- PROMPT -
Return, word for word, only the lines of the data below that lie between the line with "use intercept_core::enums::RunState;" and the line with "stat.progress = stat.progress.max(clock.progress);", those two lines included.

(INPUT RECORDS)

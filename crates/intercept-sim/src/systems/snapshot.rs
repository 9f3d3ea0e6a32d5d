//! Snapshot system: queries the ECS world and builds statistics and views.
//!
//! This system is read-only. It never modifies the world.

use std::collections::BTreeMap;

use hecs::World;

use intercept_core::components::*;
use intercept_core::config::PolicyConfig;
use intercept_core::enums::RunState;
use intercept_core::state::*;
use intercept_core::types::{PhaseTable, Position, SimTime, Velocity};

use crate::engagement::{ResponseLog, ScoreState};
use crate::systems::telemetry::TelemetryState;

/// Everything the statistics builder reads besides the world.
pub struct StatisticsInputs<'a> {
    pub policy: &'a PolicyConfig,
    pub time: &'a SimTime,
    pub run_state: RunState,
    pub score: &'a ScoreState,
    pub responses: &'a ResponseLog,
    pub telemetry: &'a TelemetryState,
}

/// Build the aggregate statistics from the current world state.
pub fn build_statistics(world: &World, inputs: &StatisticsInputs<'_>) -> StatisticsSnapshot {
    let score = inputs.score;
    let running = inputs.run_state == RunState::Running;

    let mut threats_active = 0;
    let mut phase_stats: PhaseTable<PhaseStat> = PhaseTable::default();
    let mut current_interception_times_ms = BTreeMap::new();

    for (_, (_, profile, status, clock)) in world
        .query::<(&Threat, &ThreatProfile, &ThreatStatus, &TrackingClock)>()
        .iter()
    {
        if !status.active || status.destroyed {
            continue;
        }
        threats_active += 1;
        if !status.detected {
            continue;
        }
        let stat = phase_stats.get_mut(status.phase);
        stat.active += 1;
        stat.progress = stat.progress.max(clock.progress);
        current_interception_times_ms.insert(profile.serial, clock.tracking_secs * 1000.0);
    }

    let interceptors_active = world
        .query::<(&Interceptor, &InterceptorState)>()
        .iter()
        .filter(|(_, (_, state))| state.active)
        .count() as u32;

    let response_times_ms = inputs.responses.mean_response_ms();
    let total_response_time_ms: f64 = response_times_ms.iter().map(|(_, ms)| ms).sum();

    StatisticsSnapshot {
        algorithm: inputs.policy.algorithm,
        elapsed_secs: inputs.time.elapsed_secs,
        running: inputs.run_state != RunState::Idle,
        paused: inputs.run_state == RunState::Paused,
        threats_active,
        threats_destroyed: score.threats_destroyed,
        threats_spawned: score.threats_spawned,
        threats_engaged: score.threats_engaged,
        threats_intercepted: score.threats_intercepted,
        threats_missed: score.threats_missed,
        interceptors_active,
        interceptors_launched: score.interceptors_launched,
        success_rate: score.success_rate(),
        phase_stats,
        threat_limit: inputs.policy.threat_limit,
        cpu_usage: if running {
            inputs.telemetry.cpu_usage
        } else {
            0.0
        },
        response_times_ms,
        total_response_time_ms,
        processing_delays_ms: inputs.policy.processing_delays.map(|secs| secs * 1000.0),
        avg_interception_time_ms: inputs.responses.mean_interception_ms(),
        current_interception_times_ms,
        detections_per_scan: inputs.telemetry.detections_per_scan,
        processing_time_per_scan_ms: inputs.telemetry.processing_time_per_scan_ms,
    }
}

/// Build ThreatView list from all live threats, in spawn order.
pub fn build_threats(world: &World) -> Vec<ThreatView> {
    let defended = Position::default();
    let mut views: Vec<ThreatView> = world
        .query::<(
            &Threat,
            &Position,
            &Velocity,
            &ThreatProfile,
            &ThreatStatus,
            &TrackingClock,
            &PositionHistory,
        )>()
        .iter()
        .filter(|(_, (_, _, _, _, status, _, _))| status.active && !status.destroyed)
        .map(|(_, (_, pos, vel, profile, status, clock, history))| ThreatView {
            serial: profile.serial,
            class: profile.class,
            pattern: profile.pattern,
            position: *pos,
            velocity: *vel,
            phase: status.phase,
            progress: clock.progress,
            detected: status.detected,
            engaged: clock.engaged,
            range: pos.horizontal_range_to(&defended),
            history: history.positions.iter().copied().collect(),
        })
        .collect();
    views.sort_by_key(|v| v.serial);
    views
}

/// Build InterceptorView list from all active interceptors.
pub fn build_interceptors(world: &World, now: f64) -> Vec<InterceptorView> {
    let mut views: Vec<InterceptorView> = world
        .query::<(
            &Interceptor,
            &Position,
            &Velocity,
            &InterceptorState,
            &PositionHistory,
        )>()
        .iter()
        .filter(|(_, (_, _, _, state, _))| state.active)
        .map(|(_, (_, pos, vel, state, history))| InterceptorView {
            target_serial: state.target_serial,
            position: *pos,
            velocity: *vel,
            flight_secs: now - state.launched_at,
            history: history.positions.iter().copied().collect(),
        })
        .collect();
    views.sort_by_key(|v| v.target_serial);
    views
}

(End INPUT RECORDS)

- TASK OUTPUT -
use intercept_core::enums::RunState;
use intercept_core::state::*;
use intercept_core::types::{PhaseTable, Position, SimTime, Velocity};

use crate::engagement::{ResponseLog, ScoreState};
use crate::systems::telemetry::TelemetryState;

/// Everything the statistics builder reads besides the world.
pub struct StatisticsInputs<'a> {
    pub policy: &'a PolicyConfig,
    pub time: &'a SimTime,
    pub run_state: RunState,
    pub score: &'a ScoreState,
    pub responses: &'a ResponseLog,
    pub telemetry: &'a TelemetryState,
}

/// Build the aggregate statistics from the current world state.
pub fn build_statistics(world: &World, inputs: &StatisticsInputs<'_>) -> StatisticsSnapshot {
    let score = inputs.score;
    let running = inputs.run_state == RunState::Running;

    let mut threats_active = 0;
    let mut phase_stats: PhaseTable<PhaseStat> = PhaseTable::default();
    let mut current_interception_times_ms = BTreeMap::new();

    for (_, (_, profile, status, clock)) in world
        .query::<(&Threat, &ThreatProfile, &ThreatStatus, &TrackingClock)>()
        .iter()
    {
        if !status.active || status.destroyed {
            continue;
        }
        threats_active += 1;
        if !status.detected {
            continue;
        }
        let stat = phase_stats.get_mut(status.phase);
        stat.active += 1;
        stat.progress = stat.progress.max(clock.progress);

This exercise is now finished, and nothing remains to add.